Lens extraction in primary angle closure (PAC)

Optimise the natural outflow by restoring the natural anatomy

  • Gonioscopy is mandatory in phenotyping all new patients referred to clinic. I ask all trainees use the Spaeth criteria to give as much information of the irido-corneal angle as possible. Not only is this diagnostically critical, in the age of minimally invasive glaucoma surgery options, the angle morphology drastically changes the management plan.
  • In the setting of PAC or PACG, clear lens extraction may be useful either if:
  • YAG iridotomy doesn’t adequately alter the angle morphology (gonioscopy following laser PI is mandatory, ideally by the physician performing the assessment prior to laser).
  • As first line treatment, as evidence now suggests that this may result in improved pressure control (mean 1.2mmHg lower than the subset who had PI first) and reduce the need for further treatment (both medical and surgical).

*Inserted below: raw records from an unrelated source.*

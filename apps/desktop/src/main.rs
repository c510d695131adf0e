use std::{path::PathBuf, sync::Arc};

use anyhow::{Context, Result};
use clap::Parser;
use client_core::{ClientError, RemotePredictor, SubmissionController, WorkflowEvent, WorkflowState};
use shared::domain::ImageAsset;
use tokio_stream::StreamExt;
use tracing::info;
use tracing_subscriber::EnvFilter;

mod config;
mod render;

use config::load_settings;
use render::{notice_line, result_card, state_line, JsonOutcome};

/// Submit chest X-ray images for TB screening.
#[derive(Parser, Debug)]
#[command(name = "tb-screen")]
struct Args {
    /// Config file (defaults to ./desktop.toml when present).
    #[arg(long)]
    config: Option<PathBuf>,
    /// Classification endpoint, overrides config and environment.
    #[arg(long)]
    endpoint: Option<String>,
    /// Per-request timeout in milliseconds.
    #[arg(long)]
    timeout_ms: Option<u64>,
    /// Print one JSON object per image instead of a result card.
    #[arg(long)]
    json: bool,
    #[arg(required = true)]
    images: Vec<PathBuf>,
}

#[tokio::main]
async fn main() -> Result<()> {
    tracing_subscriber::fmt()
        .with_env_filter(EnvFilter::try_from_default_env().unwrap_or_else(|_| "warn".into()))
        .with_writer(std::io::stderr)
        .init();
    let args = Args::parse();

    let mut settings = load_settings(args.config.as_deref())?;
    if let Some(endpoint) = args.endpoint {
        settings.endpoint = endpoint;
    }
    if let Some(timeout_ms) = args.timeout_ms {
        settings.request_timeout_ms = timeout_ms;
    }
    let predictor_config = settings.predictor_config()?;
    info!(endpoint = %predictor_config.endpoint, "using classification endpoint");

    let controller = SubmissionController::new(Arc::new(RemotePredictor::new(predictor_config)));
    let events = controller.event_stream();
    tokio::pin!(events);

    for path in &args.images {
        let file = path.display().to_string();
        let bytes = tokio::fs::read(path)
            .await
            .with_context(|| format!("failed to read image '{file}'"))?;
        let filename = path
            .file_name()
            .map(|name| name.to_string_lossy().into_owned())
            .unwrap_or_else(|| file.clone());

        let submission = match controller.submit(ImageAsset::new(filename, bytes)) {
            Ok(submission) => submission,
            Err(ClientError::InvalidInput(reason)) => {
                report_rejection(&file, &reason, args.json)?;
                continue;
            }
            Err(other) => return Err(other.into()),
        };

        while let Some(event) = events.next().await {
            if event.submission() != submission {
                continue;
            }
            match event {
                WorkflowEvent::Notice { notice, .. } => {
                    if !args.json {
                        println!("{}", notice_line(&notice));
                    }
                }
                WorkflowEvent::StateChanged { state, .. } => {
                    if !args.json {
                        if let Some(line) = state_line(&file, &state) {
                            println!("{line}");
                        }
                    }
                    if state.is_terminal() {
                        report_outcome(&file, &state, args.json)?;
                        break;
                    }
                }
            }
        }
    }

    Ok(())
}

fn report_rejection(file: &str, reason: &str, json: bool) -> Result<()> {
    if json {
        let outcome = JsonOutcome {
            file,
            result: None,
            error: Some(reason),
        };
        println!("{}", serde_json::to_string(&outcome)?);
    } else {
        eprintln!("{file}: skipped: {reason}");
    }
    Ok(())
}

fn report_outcome(file: &str, state: &WorkflowState, json: bool) -> Result<()> {
    if json {
        let outcome = JsonOutcome {
            file,
            result: state.view(),
            error: state.error_reason(),
        };
        println!("{}", serde_json::to_string(&outcome)?);
    } else if let Some(view) = state.view() {
        println!("{}", result_card(file, &view));
    }
    Ok(())
}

  • Very important to consent patients that this is NOT a refractive procedure, the indication is strictly medical. Hence carefully consent that distance unaided vision may be worse after the surgery and spectacles may be required for both near and to refine the distance vision.

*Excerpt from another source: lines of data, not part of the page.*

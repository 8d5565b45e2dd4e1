//! WebSocket transport for the broker link.
//!
//! Provides [`ConnectedLink`] which moves STOMP text between the socket and a
//! pair of channels. This is a thin layer that only frames and unframes:
//! connection logic remains in the Sans-IO
//! [`ConnectionManager`](guidechat_core::ConnectionManager).

use futures::{SinkExt, StreamExt};
use guidechat_proto::{Frame, Inbound, decode};
use thiserror::Error;
use tokio::{net::TcpStream, sync::mpsc, task::AbortHandle};
use tokio_tungstenite::{MaybeTlsStream, WebSocketStream, tungstenite::Message};

const CHANNEL_CAPACITY: usize = 64;

/// Text sent for a heart-beat.
const HEARTBEAT: &str = "\n";

type Socket = WebSocketStream<MaybeTlsStream<TcpStream>>;

/// Transport errors.
#[derive(Debug, Error)]
pub enum TransportError {
    /// Connection failed.
    #[error("connection failed: {0}")]
    Connection(String),

    /// Link is closed or the write failed.
    #[error("stream error: {0}")]
    Stream(String),

    /// Frame could not be encoded.
    #[error("protocol error: {0}")]
    Protocol(String),
}

/// Handle to an open broker link.
///
/// Inbound frames and heart-beats arrive on `from_server`, which yields `None`
/// once the link is closed from either side.
#[derive(Debug)]
pub struct ConnectedLink {
    /// Outbound half.
    pub writer: LinkWriter,
    /// Decoded inbound items, in arrival order.
    pub from_server: mpsc::Receiver<Inbound>,
}

/// Outbound half of a [`ConnectedLink`].
///
/// Dropping the last writer closes the link once queued writes have drained.
#[derive(Debug, Clone)]
pub struct LinkWriter {
    to_server: mpsc::Sender<String>,
    abort_handle: AbortHandle,
}

impl LinkWriter {
    /// Queue a frame.
    ///
    /// # Errors
    ///
    /// - `TransportError::Protocol` if the frame cannot be encoded
    /// - `TransportError::Stream` if the link is closed
    pub async fn send_frame(&self, frame: &Frame) -> Result<(), TransportError> {
        let text = frame.to_text().map_err(|e| TransportError::Protocol(e.to_string()))?;
        self.send_text(text).await
    }

    /// Queue a heart-beat.
    ///
    /// # Errors
    ///
    /// Returns `TransportError::Stream` if the link is closed.
    pub async fn send_heartbeat(&self) -> Result<(), TransportError> {
        self.send_text(HEARTBEAT.to_string()).await
    }

    async fn send_text(&self, text: String) -> Result<(), TransportError> {
        self.to_server.send(text).await.map_err(|_| TransportError::Stream("link closed".into()))
    }

    /// Stop the link immediately, discarding queued writes.
    pub fn stop(&self) {
        self.abort_handle.abort();
    }
}

/// Open a WebSocket to the broker at `url`.
///
/// Returns once the WebSocket handshake completes; the STOMP handshake is the
/// caller's business.
///
/// # Errors
///
/// Returns `TransportError::Connection` if the socket cannot be opened.
pub async fn connect(url: &str) -> Result<ConnectedLink, TransportError> {
    let (socket, _) = tokio_tungstenite::connect_async(url)
        .await
        .map_err(|e| TransportError::Connection(e.to_string()))?;

    let (to_server_tx, to_server_rx) = mpsc::channel::<String>(CHANNEL_CAPACITY);
    let (from_server_tx, from_server_rx) = mpsc::channel::<Inbound>(CHANNEL_CAPACITY);

    let handle = tokio::spawn(run_link(socket, to_server_rx, from_server_tx));

    Ok(ConnectedLink {
        writer: LinkWriter { to_server: to_server_tx, abort_handle: handle.abort_handle() },
        from_server: from_server_rx,
    })
}

/// Bridge between the channels and the socket until either side goes away.
async fn run_link(socket: Socket, mut to_server: mpsc::Receiver<String>, from_server: mpsc::Sender<Inbound>) {
    let (mut write, mut read) = socket.split();

    loop {
        tokio::select! {
            biased;

            outgoing = to_server.recv() => {
                let Some(text) = outgoing else {
                    let _ = write.send(Message::Close(None)).await;
                    break;
                };
                if let Err(e) = write.send(Message::Text(text.into())).await {
                    tracing::debug!(error = %e, "socket write failed");
                    break;
                }
            },
            incoming = read.next() => {
                let payload = match incoming {
                    Some(Ok(Message::Text(text))) => text.as_bytes().to_vec(),
                    Some(Ok(Message::Binary(data))) => data.to_vec(),
                    Some(Ok(Message::Ping(_) | Message::Pong(_) | Message::Frame(_))) => continue,
                    Some(Ok(Message::Close(_))) | None => break,
                    Some(Err(e)) => {
                        tracing::debug!(error = %e, "socket read failed");
                        break;
                    },
                };
                if !forward(&payload, &from_server).await {
                    break;
                }
            },
        }
    }
}

/// Decode one socket message and pass its items on. Returns `false` when the
/// link should close.
async fn forward(payload: &[u8], from_server: &mpsc::Sender<Inbound>) -> bool {
    let items = match decode(payload) {
        Ok(items) => items,
        Err(e) => {
            tracing::warn!(error = %e, "malformed broker message, closing link");
            return false;
        },
    };

    for item in items {
        if from_server.send(item).await.is_err() {
            return false;
        }
    }
    true
}

#[cfg(test)]
mod tests {
    use guidechat_proto::Command;
    use tokio::net::TcpListener;

    use super::*;

    /// Accept one WebSocket and hand it to `serve`.
    async fn broker<F, Fut>(serve: F) -> String
    where
        F: FnOnce(WebSocketStream<TcpStream>) -> Fut + Send + 'static,
        Fut: std::future::Future<Output = ()> + Send,
    {
        let listener = TcpListener::bind("127.0.0.1:0").await.unwrap();
        let addr = listener.local_addr().unwrap();
        tokio::spawn(async move {
            let (stream, _) = listener.accept().await.unwrap();
            let socket = tokio_tungstenite::accept_async(stream).await.unwrap();
            serve(socket).await;
        });
        format!("ws://{addr}")
    }

    #[tokio::test]
    async fn frames_and_heartbeats_cross_the_link() {
        let url = broker(|mut socket| async move {
            let connect = socket.next().await.unwrap().unwrap();
            assert!(connect.to_text().unwrap().starts_with("CONNECT\n"));

            let reply = "\nCONNECTED\nversion:1.2\nheart-beat:0,0\n\n\0";
            socket.send(Message::Text(reply.into())).await.unwrap();

            let beat = socket.next().await.unwrap().unwrap();
            assert_eq!(beat.to_text().unwrap(), "\n");
        })
        .await;

        let mut link = connect(&url).await.unwrap();
        let frame = Frame::connect(guidechat_proto::HeartBeat::disabled(), None);
        link.writer.send_frame(&frame).await.unwrap();

        assert_eq!(link.from_server.recv().await, Some(Inbound::Heartbeat));
        let Some(Inbound::Frame(connected)) = link.from_server.recv().await else {
            panic!("expected CONNECTED");
        };
        assert_eq!(connected.command, Command::Connected);

        link.writer.send_heartbeat().await.unwrap();
        // Broker task ends and closes the socket
        assert_eq!(link.from_server.recv().await, None);
    }

    #[tokio::test]
    async fn malformed_message_closes_link() {
        let url = broker(|mut socket| async move {
            socket.send(Message::Text("NONSENSE\n\n\0".into())).await.unwrap();
            let _ = socket.next().await;
        })
        .await;

        let mut link = connect(&url).await.unwrap();
        assert_eq!(link.from_server.recv().await, None);
        assert!(link.writer.send_heartbeat().await.is_err());
    }

    #[tokio::test]
    async fn refused_connection_is_an_error() {
        let listener = TcpListener::bind("127.0.0.1:0").await.unwrap();
        let addr = listener.local_addr().unwrap();
        drop(listener);

        let result = connect(&format!("ws://{addr}")).await;
        assert!(matches!(result, Err(TransportError::Connection(_))));
    }
}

  • In the case of trabecular failure, lens extraction alone will not be enough and patients may go on have filtration surgery.

Allergan Xen® gel stent

  • Create new outflow pathway, with a sub-conjunctival bleb
  • A 6mm long, gelatin coated tube
  • It is an ab-interno procedure, meaning that the procedure is approached from inside the eye (traversing across the anterior chamber). A preloaded, single use injector is positioned 2mm beyond the limbus in the sub-conjunctival space. Tip:
  • It is vital to ensure mobility of the stent in this space after implantation: it cannot be kinked or engulfed in Tenon’s.
  • Having performed a good number of implantations at OUH, I would go as far as say that this is almost a hybrid procedure. I did Glaukos iStent® and ALCON CYPASS® as during my fellowship and would classify these as MIGS: they spare the subconjunctival space. Conversely the Xen is not as invasive as filtration surgery, but does create a bleb and the challenges of managing this in the post-operative period.

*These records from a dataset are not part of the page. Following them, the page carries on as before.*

//! Broker connection state machine.
//!
//! Manages one STOMP session to the chat broker for a single room: handshake,
//! subscriptions, publishing, heart-beats, reconnection and teardown. Uses the
//! action pattern: methods take time as input and return actions for the
//! driver to execute. No sockets, no timers.
//!
//! # State Machine
//!
//! ```text
//!                open            CONNECTED
//! ┌──────────────┐ ───> ┌────────────┐ ───> ┌───────────┐
//! │ Disconnected │      │ Connecting │      │ Connected │
//! └──────────────┘ <─── └────────────┘      └───────────┘
//!     ^    │     closed      │ ERROR              │ │
//!     │    │  (retry timer)  ↓                    │ │ ERROR
//!     │    └──────────> ┌────────┐ <──────────────┘ │
//!     │                 │ Failed │                  │
//!     │                 └────────┘                  │
//!     └─────────────── transport closed ────────────┘
//! ```
//!
//! Transport closure while active schedules a reconnect after
//! [`ConnectionConfig::reconnect_delay`]. A broker `ERROR` frame lands in
//! `Failed`, which is never left automatically.

use std::{
    collections::BTreeMap,
    fmt,
    ops::Sub,
    str::FromStr,
    time::{Duration, Instant},
};

use guidechat_proto::{Command, Frame, HeartBeat, RoomId};
use serde::Serialize;

use crate::{credential::BearerToken, error::ConnectionError};

/// Delay before reopening a transport that closed unexpectedly.
pub const DEFAULT_RECONNECT_DELAY: Duration = Duration::from_millis(5000);

/// Interval at which we promise to send heart-beats.
pub const DEFAULT_HEARTBEAT_OUTGOING: Duration = Duration::from_millis(4000);

/// Interval at which we ask the broker to send heart-beats.
pub const DEFAULT_HEARTBEAT_INCOMING: Duration = Duration::from_millis(4000);

/// Connection status observable by the session controller.
#[derive(Debug, Clone, Copy, PartialEq, Eq)]
pub enum ConnectionStatus {
    /// No transport, or waiting for the reconnect timer.
    Disconnected,
    /// Transport opening or handshake in flight.
    Connecting,
    /// Handshake complete; subscriptions are live.
    Connected,
    /// Broker rejected the session. Not retried automatically.
    Failed,
}

/// Connection configuration
#[derive(Debug, Clone, PartialEq, Eq)]
pub struct ConnectionConfig {
    /// Delay between an unexpected closure and the next connection attempt
    pub reconnect_delay: Duration,
    /// Heart-beat interval we offer to send
    pub heartbeat_outgoing: Duration,
    /// Heart-beat interval we ask the broker for
    pub heartbeat_incoming: Duration,
}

  • Patient selection is critical. At the JR, I have developed the following criteria for indications:
  • Easy access, with prominent cheeks and deep set eyes logistically challenging
  • Open angle, with at least Spaeth C30R. I have found doing gonioscopy and consenting patients in clinic personally key.
  • Minimal risk of scarring, best reserved for Caucasian patients.
  • Patients not on anti-coagulants.
  • Avoid in patients unable to commit to post-operative steroid drops.
  • Avoid in advanced GON or secondary glaucoma.
  • An ideal candidate would be early POAG on mono/dual therapy who requires cataract surgery.